In a posting last week, the conservative blog Red Maryland suggested that Brinkley personally benefited from a $4,000 payment to one of his staffers.
The blog, which has endorsed Brinkley’s opponent in the Republican primary election, posted numerous documents to support several of its allegations.
Jason Miller, the man who submitted the complaint, said he doesn’t know how the blog came to possess the documents and added that he is not sure whether the allegations against Brinkley are well-founded.
“I thought that it was rather convincing. However, I also believe that that’s for the ethics commission to decide,” he said in a phone interview.
According to the blog post, the staffer received the $4,000 payment Dec. 21, 2007, and the same day made a financial investment processed by Brinkley through his firm. Red Maryland posted campaign finance reports listing the payment to the staffer, Jacqueline Nigh.
The blog also produced a copy of a $4,000 check written by Nigh to Pacific Life Insurance Co. and documents showing that Brinkley was her registered representative. Brinkley works as an estate and financial planner.
The blogger claims that Brinkley received a bonus for the transaction but did not provide documents supporting the assertion.
Brinkley said he has not seen the complaint or the Red Maryland article but is aware that the blog supports Delegate Michael Hough.
“I guess they’re obviously in his camp, so they’re doing his bidding,” said Brinkley, R-District 4.
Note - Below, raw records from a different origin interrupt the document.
//! `ols-regressor` library crate.
//!
//! An ordinary least squares regression backend: parse a dataset, train and
//! persist a linear model, predict with it, and evaluate predictive quality
//! with repeated random splits scored by R².
//!
//! The binary (`olsr`) is a thin wrapper around this library so that a host
//! process can embed the processor directly and tests never spawn processes.

pub mod app;
pub mod cli;
pub mod config;
pub mod domain;
pub mod error;
pub mod fit;
pub mod io;
pub mod logging;
pub mod math;
pub mod models;
pub mod processor;
pub mod report;

pub use config::ProcessorConfig;
pub use error::{RegressionError, Result};
pub use processor::{Classifier, RegressionProcessor, Regressor};
//! Export results for downstream consumers.
//!
//! - predictions as CSV (`row,sampleid,prediction`), easy to join back onto
//!   the host's sample table
//! - evaluation results as pretty JSON

use std::fs::File;
use std::path::Path;

use crate::domain::{EstimateResult, EvaluationResult};
use crate::error::{RegressionError, Result};

/// Write every prediction, in input row order.
pub fn write_predictions_csv(path: &Path, result: &EstimateResult) -> Result<()> {
    let file = File::create(path).map_err(|e| RegressionError::io(path, e))?;
    let mut writer = csv::Writer::from_writer(file);

    writer
        .write_record(["row", "sampleid", "prediction"])
        .map_err(|e| csv_error(path, e))?;

    for p in &result.predictions {
        writer
            .write_record([p.row.to_string(), p.sample_id.clone(), format!("{:.10}", p.value)])
            .map_err(|e| csv_error(path, e))?;
    }

    writer.flush().map_err(|e| RegressionError::io(path, e))?;
    Ok(())
}

pub fn write_evaluation_json(path: &Path, result: &EvaluationResult) -> Result<()> {
    let file = File::create(path).map_err(|e| RegressionError::io(path, e))?;
    serde_json::to_writer_pretty(file, result)
        .map_err(|e| RegressionError::io(path, std::io::Error::other(e)))?;
    Ok(())
}

fn csv_error(path: &Path, e: csv::Error) -> RegressionError {
    RegressionError::io(path, std::io::Error::other(e))
}

#[cfg(test)]
mod tests {
    use super::*;
    use crate::domain::{Prediction, Status};

    fn read_evaluation_json(path: &Path) -> EvaluationResult {
        serde_json::from_reader(File::open(path).unwrap()).unwrap()
    }

    #[test]
    fn predictions_csv_keeps_order_and_quotes_ids() {
        let dir = tempfile::tempdir().unwrap();
        let path = dir.path().join("predictions.csv");
        let result = EstimateResult {
            status: Status::OK,
            notices: Vec::new(),
            predictions: vec![
                Prediction {
                    row: 0,
                    sample_id: "b,1".to_string(),
                    value: 2.5,
                },
                Prediction {
                    row: 1,
                    sample_id: "a".to_string(),
                    value: -1.0,
                },
            ],
        };

        write_predictions_csv(&path, &result).unwrap();
        let text = std::fs::read_to_string(&path).unwrap();
        let lines: Vec<&str> = text.lines().collect();
        assert_eq!(lines[0], "row,sampleid,prediction");
        assert_eq!(lines[1], "0,\"b,1\",2.5000000000");
        assert_eq!(lines[2], "1,a,-1.0000000000");
    }

    #[test]
    fn evaluation_json_reads_back() {
        let dir = tempfile::tempdir().unwrap();
        let path = dir.path().join("evaluation.json");
        let result = EvaluationResult {
            status: Status::LOW_SCORE,
            notices: vec!["low".to_string()],
            score: 0.25,
            std_dev: 0.01,
            scores: vec![0.24, 0.26],
            iterations: 2,
            failed_iterations: 0,
        };

        write_evaluation_json(&path, &result).unwrap();
        assert_eq!(read_evaluation_json(&path), result);
    }
}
He declined to comment about the allegations made in the blog post.
Hough, Brinkley’s rival for the District 4 Senate seat, said he did not give Red Maryland the information used in the article.
Miller wrote in his complaint that the transactions described by Red Maryland could violate state code that bars elected officials from using their prestige of office for private gain.
State ethics guidelines indicate that this portion of the law forbids officials from using their legislative titles for private gain or invoking their elected position when endorsing a business or product. The law also directs officials to use legislative correspondence only for official business.
Miller said he decided to forward his concerns to the Maryland State Ethics Commission because of a complaint recently filed against Hough, R-District 3B.
In that complaint, an Emmitsburg man raised concerns that Hough was using state resources to campaign in District 4. Hough has been sending out birthday notes on official state letterhead to county residents in the area he is running to represent, the Emmitsburg man said.
If the birthday notes were worth a complaint, then the blog’s claims certainly deserve a harder look, Miller argues.
At one point, Miller was running against Brinkley, but pulled out when Hough entered the race. He said he is a Hough supporter but felt comfortable that the ethics commission would take any bias out of the equation during its review.
An ethics violation could erode trust in Brinkley’s leadership, Miller said.
“As far as an ethics breach, on every level, it causes the voting public to lose faith in their elected officials,” he said.
Hough said he didn’t tell Miller to send in the complaint and that his criticism of Brinkley has focused on the senator’s voting record. However, he said the allegations in Miller’s complaint were serious.